__WHAT IS REQUIRED__. The required output consists solely of the lines from the line containing "validation must be" through the end of the records, copied exactly.

__PROVIDED RECORDS__.
*** Begin section ***

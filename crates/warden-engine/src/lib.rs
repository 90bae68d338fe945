//! # warden-engine — Constraint Registry and Path-Aware Validator
//!
//! Runtime validation of JSON documents against declaratively registered
//! constraint schemas.
//!
//! ## Security Invariant
//!
//! Validation is a trust boundary. Documents that fail validation must be
//! rejected with structured violation information including the property
//! path and the violated rule's message. Unknown types and methods are
//! hard errors, never silent passes.
//!
//! ## Registry Lifecycle
//!
//! Schemas are declared as data ([`schema`]), compiled once at startup by
//! [`RegistryBuilder::build`] (pattern compilation, duplicate and
//! dangling-reference rejection), and never mutated afterward. The
//! compiled [`ConstraintRegistry`] is shared behind an `Arc`; concurrent
//! validation calls read it without locking.
//!
//! ## Traversal
//!
//! [`Validator`] walks the value graph depth-first, guided by the
//! declared structure, with no runtime type introspection. Each
//! independently failing leaf rule produces one violation tagged with a
//! structured property path; a null (or absent) constrained value
//! produces at most its own `not_null` violation and is not descended
//! into.

pub mod constraint;
pub mod error;
pub mod registry;
pub mod schema;
pub mod validator;

pub use constraint::{CompiledConstraint, Constraint, MAX_LENGTH};
pub use error::EngineError;
pub use registry::{ConstraintRegistry, RegistryBuilder};
pub use schema::{FieldSchema, MethodSchema, ParameterSchema, Shape, TypeSchema, ValueSchema};
pub use validator::Validator;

*** End section ***

__COMPLETED TASK__.
//! Validation is a trust boundary. Documents that fail validation must be
//! rejected with structured violation information including the property
//! path and the violated rule's message. Unknown types and methods are
//! hard errors, never silent passes.
//!
//! ## Registry Lifecycle
//!
//! Schemas are declared as data ([`schema`]), compiled once at startup by
//! [`RegistryBuilder::build`] (pattern compilation, duplicate and
//! dangling-reference rejection), and never mutated afterward. The
//! compiled [`ConstraintRegistry`] is shared behind an `Arc`; concurrent
//! validation calls read it without locking.
//!
//! ## Traversal
//!
//! [`Validator`] walks the value graph depth-first, guided by the
//! declared structure, with no runtime type introspection. Each
//! independently failing leaf rule produces one violation tagged with a
//! structured property path; a null (or absent) constrained value
//! produces at most its own `not_null` violation and is not descended
//! into.

pub mod constraint;
pub mod error;
pub mod registry;
pub mod schema;
pub mod validator;

pub use constraint::{CompiledConstraint, Constraint, MAX_LENGTH};
pub use error::EngineError;
pub use registry::{ConstraintRegistry, RegistryBuilder};
pub use schema::{FieldSchema, MethodSchema, ParameterSchema, Shape, TypeSchema, ValueSchema};
pub use validator::Validator;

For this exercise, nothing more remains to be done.